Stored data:
○ ○ ○

#[cfg(test)]
mod tests {
    use super::*;
    use artguard_core::{Category, Severity};
    use artguard_core::CompiledContract;
    use artguard_detect::{DetectorConfig, NoopSandbox, PatternLibrary, Sandbox, SandboxOutcome};
    use artguard_repair::Transformation;
    use artguard_metrics::MetricsConfig;
    use async_trait::async_trait;

    const CLEAN_SHELL: &str = r#"<!DOCTYPE html>
<html lang="en">
<head>
<meta name="viewport" content="width=device-width, initial-scale=1">
<title>Tilt maze</title>
</head>
<body>
<canvas id="board"></canvas>
<script>
INIT
InputBridge.on('tilt', (data) => {
  move(data?.orientation?.beta ?? 0);
});
function move(dy) {
  ball.y += dy;
}
</script>
</body>
</html>
"#;

    fn without_init() -> String {
        CLEAN_SHELL.replace("INIT\n", "")
    }

    fn with_init() -> String {
        CLEAN_SHELL.replace("INIT", "InputBridge.init();")
    }

    fn builder() -> MonitorBuilder {
        MonitorBuilder::new()
            .sandbox(Arc::new(NoopSandbox))
            .detector_config(DetectorConfig::default().with_sandbox_enabled(false))
            .alert_sinks(vec![])
    }

    fn monitor() -> Monitor {
        builder().build().unwrap()
    }

    fn id(s: &str) -> ArtifactId {
        ArtifactId::new(s)
    }

    fn kinds(events: &[MonitorEvent]) -> Vec<EventKind> {
        events.iter().map(MonitorEvent::kind).collect()
    }

    #[tokio::test]
    async fn test_missing_init_is_one_critical_contract_finding() {
        let monitor = monitor();
        let text = without_init();
        assert!(monitor.register(id("maze"), text.clone(), "game", Metadata::new()));

        let report = monitor.run_detection(&text, "game").await;
        assert_eq!(report.findings.len(), 1, "{:?}", report.findings);
        assert_eq!(report.findings[0].category, Category::FrameworkContract);
        assert_eq!(report.findings[0].severity, Severity::Critical);
        assert!(!monitor.run_validation(&text, "game").is_valid);

        let clean = monitor.run_detection(&with_init(), "game").await;
        assert!(clean.is_clean(), "{:?}", clean.findings);
    }

    #[tokio::test(start_paused = true)]
    async fn test_auto_fix_then_deferred_recheck() {
        let monitor = monitor();
        let maze = id("maze");
        monitor.register(maze.clone(), without_init(), "game", Metadata::new());
        monitor
            .update_artifact_settings(
                &maze,
                &ArtifactSettingsUpdate {
                    auto_fix_enabled: Some(true),
                    alerts_enabled: None,
                },
            )
            .unwrap();
        let mut events = monitor.subscribe();

        let summary = monitor.sweep().await;
        assert_eq!(summary.checked, 1);
        let emitted = events.drain();
        assert_eq!(
            kinds(&emitted),
            vec![
                EventKind::NewErrorsDetected,
                EventKind::CriticalErrorsDetected,
                EventKind::AlertTriggered,
                EventKind::AutoFixCompleted,
            ]
        );

        let status = monitor.get_status(&maze).unwrap();
        assert!(status.text.contains("<script>\nInputBridge.init();"));
        assert_eq!(status.current_findings.len(), 1);
        assert_eq!(status.history.len(), 1);

        tokio::time::sleep(Duration::from_millis(monitor.config().recheck_delay_ms + 10)).await;
        for _ in 0..100 {
            if monitor.get_status(&maze).unwrap().history.len() > 1 {
                break;
            }
            tokio::time::sleep(Duration::from_millis(10)).await;
        }

        let status = monitor.get_status(&maze).unwrap();
        assert!(status
            .current_findings
            .iter()
            .all(|f| f.kind != "missing-sdk-init"));
        assert_eq!(status.history.len(), 2);
        assert!(!status.busy);
    }

    #[tokio::test]
    async fn test_alert_reasons_follow_thresholds() {
        let monitor = monitor();
        monitor.update_thresholds(&ThresholdsUpdate {
            critical: Some(1),
            low: Some(10),
            ..Default::default()
        });
        let text = "<html><head><title>x</title></head><body><script>InputBridge.on('tap', f);</script></body></html>";
        monitor.register(id("bare"), text, "game", Metadata::new());
        let mut alerts = monitor.subscribe_to([EventKind::AlertTriggered]);

        monitor.sweep().await;

        let Some(MonitorEvent::AlertTriggered(alert)) = alerts.try_recv() else {
            panic!("expected an alert");
        };
        assert_eq!(alert.severity_counts.critical, 1);
        assert_eq!(alert.severity_counts.low, 3);
        assert_eq!(alert.triggering_reasons, vec!["critical: 1".to_string()]);
    }

    #[tokio::test]
    async fn test_unregistered_artifact_check_is_none() {
        let monitor = monitor();
        let gone = id("gone");
        monitor.register(gone.clone(), with_init(), "game", Metadata::new());
        assert!(monitor.unregister(&gone));
        let mut events = monitor.subscribe();

        assert!(monitor.check_one(&gone).await.is_none());
        assert!(monitor.get_status(&gone).is_none());
        assert!(!monitor.unregister(&gone));
        assert!(events.try_recv().is_none());
    }

    #[tokio::test]
    async fn test_duplicate_register_is_rejected() {
        let monitor = monitor();
        assert!(monitor.register(id("a"), "one", "game", Metadata::new()));
        assert!(!monitor.register(id("a"), "two", "game", Metadata::new()));
        assert_eq!(monitor.get_status(&id("a")).unwrap().text, "one");
        assert_eq!(monitor.len(), 1);
    }

    #[tokio::test]
    async fn test_alerts_disabled_still_reports_criticals() {
        let monitor = builder()
            .config(MonitorConfig::default().with_alerts_by_default(false))
            .build()
            .unwrap();
        monitor.register(id("maze"), without_init(), "game", Metadata::new());
        let mut events = monitor.subscribe();

        let outcome = monitor.check_one(&id("maze")).await.unwrap();
        assert!(outcome.report().unwrap().alert.is_none());
        assert_eq!(
            kinds(&events.drain()),
            vec![EventKind::NewErrorsDetected, EventKind::CriticalErrorsDetected]
        );
    }

    #[tokio::test]
    async fn test_unchanged_findings_raise_nothing_new() {
        let monitor = monitor();
        monitor.register(id("maze"), without_init(), "game", Metadata::new());
        monitor.check_one(&id("maze")).await;
        let mut events = monitor.subscribe();

        let outcome = monitor.check_one(&id("maze")).await.unwrap();
        let report = outcome.report().unwrap();
        assert!(report.diff.new_findings.is_empty());
        assert_eq!(report.diff.unchanged_findings.len(), 1);
        assert!(events.try_recv().is_none());
    }

    #[tokio::test]
    async fn test_auto_fix_without_transformation_fails() {
        let monitor = monitor();
        let text = with_init().replace("ball.y += dy;", "eval('ball.y += ' + dy);");
        monitor.register(id("evil"), text.clone(), "game", Metadata::new());
        monitor
            .update_artifact_settings(
                &id("evil"),
                &ArtifactSettingsUpdate {
                    auto_fix_enabled: Some(true),
                    alerts_enabled: Some(false),
                },
            )
            .unwrap();
        let mut failures = monitor.subscribe_to([EventKind::AutoFixFailed]);

        let outcome = monitor.check_one(&id("evil")).await.unwrap();
        let report = outcome.report().unwrap();
        assert!(!report.recheck_scheduled);
        assert_eq!(monitor.get_status(&id("evil")).unwrap().text, text);
        match failures.try_recv() {
            Some(MonitorEvent::AutoFixFailed { reason, .. }) => assert!(reason.contains("eval-usage")),
            other => panic!("unexpected {:?}", other),
        }
    }

    #[tokio::test]
    async fn test_unknown_artifact_settings() {
        let monitor = monitor();
        let err = monitor
            .update_artifact_settings(&id("nope"), &ArtifactSettingsUpdate::default())
            .unwrap_err();
        assert!(matches!(err, MonitorError::UnknownArtifact(_)));
    }

    #[tokio::test]
    async fn test_list_all_sorted() {
        let monitor = monitor();
        for name in ["c", "a", "b"] {
            monitor.register(id(name), with_init(), "game", Metadata::new());
        }
        let ids: Vec<String> = monitor.list_all().into_iter().map(|s| s.id.to_string()).collect();
        assert_eq!(ids, vec!["a", "b", "c"]);
    }

    #[tokio::test]
    async fn test_checks_record_metrics() {
        let metrics = Arc::new(MetricsAggregator::new(MetricsConfig::default()));
        let monitor = builder().metrics(Arc::clone(&metrics)).build().unwrap();
        monitor.register(id("a"), with_init(), "game", Metadata::new());
        monitor.register(id("b"), without_init(), "game", Metadata::new());

        monitor.sweep().await;

        let samples = metrics.samples();
        assert_eq!(samples.len(), 2);
        assert!(samples.iter().all(|s| s.success));
        assert_eq!(metrics.get_current_status().in_flight, 0);
    }

    #[tokio::test]
    async fn test_start_stop_idempotent() {
        let monitor = monitor();
        let mut events = monitor.subscribe();
        assert!(monitor.start());
        assert!(!monitor.start());
        assert!(monitor.is_running());
        assert!(monitor.stop());
        assert!(!monitor.stop());
        assert!(!monitor.is_running());
        assert_eq!(
            kinds(&events.drain()),
            vec![EventKind::MonitoringStarted, EventKind::MonitoringStopped]
        );
    }

    #[tokio::test(start_paused = true)]
    async fn test_timer_drives_sweeps() {
        let monitor = builder()
            .config(MonitorConfig::default().with_sweep_interval_ms(1_000))
            .build()
            .unwrap();
        monitor.register(id("a"), with_init(), "game", Metadata::new());
        monitor.start();

        tokio::time::sleep(Duration::from_millis(500)).await;
        assert!(monitor.get_status(&id("a")).unwrap().last_checked_at.is_none());

        tokio::time::sleep(Duration::from_millis(510)).await;
        for _ in 0..50 {
            if monitor.get_status(&id("a")).unwrap().last_checked_at.is_some() {
                break;
            }
            tokio::time::sleep(Duration::from_millis(1)).await;
        }
        assert!(monitor.get_status(&id("a")).unwrap().last_checked_at.is_some());

        monitor.stop();
        let checked = monitor.get_status(&id("a")).unwrap().history.len();
        tokio::time::sleep(Duration::from_millis(5_000)).await;
        assert_eq!(monitor.get_status(&id("a")).unwrap().history.len(), checked);
    }

    /// Sandbox that takes its time.
    struct TestSandbox {
        delay: Duration,
    }

    #[async_trait]
    impl Sandbox for TestSandbox {
        fn name(&self) -> &str {
            "test"
        }

        async fn trial_run(&self, _scripts: &[String]) -> SandboxOutcome {
            tokio::time::sleep(self.delay).await;
            SandboxOutcome::Completed(vec![])
        }
    }

    fn sandboxed(delay: Duration) -> Monitor {
        MonitorBuilder::new()
            .sandbox(Arc::new(TestSandbox { delay }))
            .detector_config(DetectorConfig::default().with_sandbox_timeout_ms(10_000))
            .alert_sinks(vec![])
            .build()
            .unwrap()
    }

    struct Crashing;

    impl Transformation for Crashing {
        fn id(&self) -> &str {
            "crashing"
        }

        fn needs_fix(&self, _text: &str) -> bool {
            true
        }

        fn apply(&self, _text: &str) -> String {
            panic!("transformation crashed")
        }
    }

    #[tokio::test]
    async fn test_sweep_isolates_failing_check() {
        let contract = CompiledContract::default_contract().unwrap();
        let detector = Detector::new(
            PatternLibrary::with_defaults(&contract).unwrap(),
            Arc::new(NoopSandbox),
            DetectorConfig::default().with_sandbox_enabled(false),
        );
        let mut engine = RepairEngine::new(detector);
        engine.register("eval-usage", Arc::new(Crashing));
        let metrics = Arc::new(MetricsAggregator::new(MetricsConfig::default()));
        let monitor = builder()
            .repair_engine(engine)
            .metrics(Arc::clone(&metrics))
            .build()
            .unwrap();

        let bad_text = with_init().replace("ball.y += dy;", "eval('ball.y += ' + dy);");
        monitor.register(id("bad"), bad_text.clone(), "game", Metadata::new());
        monitor.register(id("good"), with_init(), "game", Metadata::new());
        monitor
            .update_artifact_settings(
                &id("bad"),
                &ArtifactSettingsUpdate {
                    auto_fix_enabled: Some(true),
                    alerts_enabled: None,
                },
            )
            .unwrap();

        let summary = monitor.sweep().await;
        assert_eq!(summary, SweepSummary { checked: 1, skipped: 0, failed: 1 });

        let bad = monitor.get_status(&id("bad")).unwrap();
        assert!(!bad.busy);
        assert_eq!(bad.text, bad_text);
        assert!(monitor.get_status(&id("good")).unwrap().last_checked_at.is_some());

        // the aborted check leaves no run behind
        assert_eq!(metrics.get_current_status().in_flight, 0);
        assert_eq!(metrics.samples().len(), 1);

        // the artifact stays checkable once the fault is gone
        monitor
            .update_artifact_settings(
                &id("bad"),
                &ArtifactSettingsUpdate {
                    auto_fix_enabled: Some(false),
                    alerts_enabled: None,
                },
            )
            .unwrap();
        assert!(matches!(
            monitor.check_one(&id("bad")).await,
            Some(CheckOutcome::Completed(_))
        ));
        assert_eq!(metrics.get_current_status().in_flight, 0);
    }

    #[tokio::test(start_paused = true)]
    async fn test_busy_artifact_is_skipped() {
        let monitor = sandboxed(Duration::from_millis(200));
        let a = id("a");
        monitor.register(a.clone(), with_init(), "game", Metadata::new());

        let (first, second) = tokio::join!(monitor.check_one(&a), monitor.check_one(&a));
        assert!(matches!(first, Some(CheckOutcome::Completed(_))));
        assert!(matches!(second, Some(CheckOutcome::Skipped)));

        let summary = monitor.sweep().await;
        assert_eq!(summary.checked, 1);
    }
}
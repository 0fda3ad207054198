//! Monitor construction.

use artguard_core::{Clock, FrameworkContract, SystemClock};
use artguard_detect::{
    Detector, DetectorConfig, PatternLibrary, ProcessSandbox, Sandbox, SandboxConfig,
};
use artguard_metrics::MetricsAggregator;
use artguard_quality::{RuleCatalog, ScoringPolicy, Validator};
use artguard_repair::RepairEngine;
use std::sync::Arc;

use crate::alert::{AlertSink, LogAlertSink};
use crate::config::MonitorConfig;
use crate::error::Result;
use crate::monitor::Monitor;

/// Builds a [`Monitor`] from its collaborators.
///
/// Anything not supplied is derived from the contract and the default
/// settings; without explicit sinks alerts go to the log.
pub struct MonitorBuilder {
    config: MonitorConfig,
    contract: FrameworkContract,
    scoring: ScoringPolicy,
    detector_config: DetectorConfig,
    sandbox: Option<Arc<dyn Sandbox>>,
    library: Option<PatternLibrary>,
    validator: Option<Validator>,
    repair: Option<RepairEngine>,
    sinks: Option<Vec<Arc<dyn AlertSink>>>,
    metrics: Option<Arc<MetricsAggregator>>,
    clock: Arc<dyn Clock>,
}

impl Default for MonitorBuilder {
    fn default() -> Self {
        Self::new()
    }
}

impl MonitorBuilder {
    /// Builder with default settings.
    pub fn new() -> Self {
        Self {
            config: MonitorConfig::default(),
            contract: FrameworkContract::default(),
            scoring: ScoringPolicy::default(),
            detector_config: DetectorConfig::default(),
            sandbox: None,
            library: None,
            validator: None,
            repair: None,
            sinks: None,
            metrics: None,
            clock: Arc::new(SystemClock),
        }
    }

    /// Monitor settings.
    pub fn config(mut self, config: MonitorConfig) -> Self {
        self.config = config;
        self
    }

    /// SDK contract used by the default rules, signatures and fixes.
    pub fn contract(mut self, contract: FrameworkContract) -> Self {
        self.contract = contract;
        self
    }

    /// Scoring policy of the default validator.
    pub fn scoring(mut self, scoring: ScoringPolicy) -> Self {
        self.scoring = scoring;
        self
    }

    /// Detector settings.
    pub fn detector_config(mut self, config: DetectorConfig) -> Self {
        self.detector_config = config;
        self
    }

    /// Sandbox for trial runs. Defaults to a process sandbox.
    pub fn sandbox(mut self, sandbox: Arc<dyn Sandbox>) -> Self {
        self.sandbox = Some(sandbox);
        self
    }

    /// Process sandbox with the given settings.
    pub fn process_sandbox(self, config: SandboxConfig) -> Self {
        self.sandbox(Arc::new(ProcessSandbox::new(config)))
    }

    /// Signature library. Defaults to the built-in signatures.
    pub fn library(mut self, library: PatternLibrary) -> Self {
        self.library = Some(library);
        self
    }

    /// Validator. Defaults to the built-in rules.
    pub fn validator(mut self, validator: Validator) -> Self {
        self.validator = Some(validator);
        self
    }

    /// Repair engine. Defaults to the built-in transformations.
    pub fn repair_engine(mut self, engine: RepairEngine) -> Self {
        self.repair = Some(engine);
        self
    }

    /// Add an alert sink.
    pub fn alert_sink(mut self, sink: Arc<dyn AlertSink>) -> Self {
        self.sinks.get_or_insert_with(Vec::new).push(sink);
        self
    }

    /// Replace all alert sinks; an empty list silences delivery.
    pub fn alert_sinks(mut self, sinks: Vec<Arc<dyn AlertSink>>) -> Self {
        self.sinks = Some(sinks);
        self
    }

    /// Record a metric sample per check.
    pub fn metrics(mut self, metrics: Arc<MetricsAggregator>) -> Self {
        self.metrics = Some(metrics);
        self
    }

    /// Time source for timestamps.
    pub fn clock(mut self, clock: Arc<dyn Clock>) -> Self {
        self.clock = clock;
        self
    }

    /// Build the monitor. It starts stopped.
    pub fn build(self) -> Result<Monitor> {
        let compiled = self.contract.compile()?;

        let library = match self.library {
            Some(library) => library,
            None => PatternLibrary::with_defaults(&compiled)?,
        };
        let sandbox = self
            .sandbox
            .unwrap_or_else(|| Arc::new(ProcessSandbox::new(SandboxConfig::default())));
        // the validator scores the same signatures the detector matches
        let validator = match self.validator {
            Some(validator) => validator,
            None => Validator::new(RuleCatalog::builtin(&library)?, self.scoring, compiled.clone()),
        };
        let detector = Detector::new(library, sandbox, self.detector_config);
        let repair = match self.repair {
            Some(repair) => repair,
            None => RepairEngine::with_defaults(detector.clone(), &compiled)?,
        };
        let sinks = self
            .sinks
            .unwrap_or_else(|| vec![Arc::new(LogAlertSink) as Arc<dyn AlertSink>]);

        Ok(Monitor::from_parts(
            self.config,
            detector,
            validator,
            repair,
            sinks,
            self.metrics,
            self.clock,
        ))
    }
}
//! Error signature detection.
//!
//! A [`PatternLibrary`] holds named [`Signature`]s; the [`Detector`] matches
//! them against an artifact and, when a JavaScript runtime is available,
//! trial-runs the inline scripts in a [`Sandbox`] to catch errors that only
//! show up at load time.

#![warn(missing_docs)]

pub mod detector;
pub mod error;
pub mod library;
pub mod sandbox;
pub mod signature;

pub use detector::{Detector, DetectorConfig};
pub use error::{PatternError, Result};
pub use library::{default_signatures, PatternLibrary};
pub use sandbox::{
    translate_error, NoopSandbox, ProcessSandbox, RuntimeError, Sandbox, SandboxConfig,
    SandboxOutcome,
};
pub use signature::{
    CustomMatcher, MatchContext, MatchHit, Matcher, Scope, Signature, SignatureBuilder,
    SignatureSpec,
};
//! Inputs of a recorded run and the statistics derived from samples.

use artguard_core::{Category, DetectionReport, MetricSample, RepairResult, ValidationReport};
use serde::{Deserialize, Serialize};

/// What is being measured.
#[derive(Debug, Clone, PartialEq, Eq, Serialize, Deserialize)]
pub struct MetricRequest {
    /// Content type tag
    pub type_tag: String,

    /// Artifact or job label, for logs
    pub label: Option<String>,
}

impl MetricRequest {
    /// Request for a content type.
    pub fn new(type_tag: impl Into<String>) -> Self {
        Self {
            type_tag: type_tag.into(),
            label: None,
        }
    }

    /// Attach a label.
    pub fn with_label(mut self, label: impl Into<String>) -> Self {
        self.label = Some(label.into());
        self
    }
}

/// How a measured run ended.
#[derive(Debug, Clone, PartialEq, Serialize, Deserialize)]
pub struct MetricOutcome {
    /// Whether a usable artifact came out
    pub success: bool,

    /// Size of the final text in bytes
    pub text_len: usize,

    /// Findings left at the end
    pub remaining_findings: usize,

    /// Fixes applied
    pub fix_count: usize,

    /// Validator verdict, when validation ran
    pub is_valid: Option<bool>,

    /// Categories of the findings seen
    pub categories: Vec<Category>,
}

impl MetricOutcome {
    /// A run that produced `text_len` bytes.
    pub fn success(text_len: usize) -> Self {
        Self {
            success: true,
            text_len,
            remaining_findings: 0,
            fix_count: 0,
            is_valid: None,
            categories: Vec::new(),
        }
    }

    /// A run that produced nothing usable.
    pub fn failure() -> Self {
        Self {
            success: false,
            ..Self::success(0)
        }
    }

    /// Set the remaining finding count.
    pub fn with_remaining(mut self, n: usize) -> Self {
        self.remaining_findings = n;
        self
    }

    /// Set the applied fix count.
    pub fn with_fixes(mut self, n: usize) -> Self {
        self.fix_count = n;
        self
    }

    /// Set the validator verdict.
    pub fn with_validity(mut self, valid: bool) -> Self {
        self.is_valid = Some(valid);
        self
    }

    /// Set the finding categories.
    pub fn with_categories(mut self, categories: Vec<Category>) -> Self {
        self.categories = categories;
        self
    }

    /// Outcome of a check: detection, optional validation and optional repair.
    ///
    /// When a repair ran, its remaining findings replace the detected ones.
    pub fn from_check(
        text: &str,
        detection: &DetectionReport,
        validation: Option<&ValidationReport>,
        repair: Option<&RepairResult>,
    ) -> Self {
        let (text_len, remaining, fixes) = match repair {
            Some(r) => (r.fixed_text.len(), r.remaining_findings.len(), r.applied_fixes.len()),
            None => (text.len(), detection.findings.len(), 0),
        };
        let mut categories: Vec<Category> = detection.findings.iter().map(|f| f.category).collect();
        categories.sort();
        categories.dedup();

        let mut outcome = Self::success(text_len)
            .with_remaining(remaining)
            .with_fixes(fixes)
            .with_categories(categories);
        if let Some(v) = validation {
            outcome = outcome.with_validity(v.is_valid);
        }
        outcome
    }

    /// Derived 0-100 quality figure.
    ///
    /// 40 for a successful run, up to 20 by size (one per 1000 bytes), 20 for
    /// no remaining findings (10 for up to 3, 5 for up to 5), 10 when a fix
    /// was applied and 10 for a valid verdict.
    pub fn quality_score(&self) -> f64 {
        if !self.success {
            return 0.0;
        }
        let size = (self.text_len / 1000).min(20) as f64;
        let findings = match self.remaining_findings {
            0 => 20.0,
            1..=3 => 10.0,
            4..=5 => 5.0,
            _ => 0.0,
        };
        let fixes = if self.fix_count > 0 { 10.0 } else { 0.0 };
        let valid = if self.is_valid == Some(true) { 10.0 } else { 0.0 };
        (40.0 + size + findings + fixes + valid).clamp(0.0, 100.0)
    }
}

/// Aggregate over a set of samples.
#[derive(Debug, Clone, Copy, PartialEq, Default, Serialize, Deserialize)]
pub struct WindowStats {
    /// Samples in the window
    pub count: usize,

    /// Share of successful samples, 0 when empty
    pub success_rate: f64,

    /// Mean duration, 0 when empty
    pub avg_duration_ms: f64,

    /// Mean quality score, 0 when empty
    pub avg_quality: f64,
}

impl WindowStats {
    /// Compute over samples.
    pub fn from_samples<'a>(samples: impl IntoIterator<Item = &'a MetricSample>) -> Self {
        let mut stats = Self::default();
        let mut successes = 0usize;
        let mut duration = 0f64;
        let mut quality = 0f64;
        for s in samples {
            stats.count += 1;
            successes += usize::from(s.success);
            duration += s.duration_ms as f64;
            quality += s.quality_score;
        }
        if stats.count > 0 {
            let n = stats.count as f64;
            stats.success_rate = successes as f64 / n;
            stats.avg_duration_ms = duration / n;
            stats.avg_quality = quality / n;
        }
        stats
    }

    /// Whether the window has no samples.
    pub fn is_empty(&self) -> bool {
        self.count == 0
    }
}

○ ○ ○

- EXERCISE DESCRIPTION: Which of the lines above include the string "body"? Pick them out and copy them.

- WRITTEN SOLUTION:
<body>
</body>
        let text = "<html><head><title>x</title></head><body><script>InputBridge.on('tap', f);</script></body></html>";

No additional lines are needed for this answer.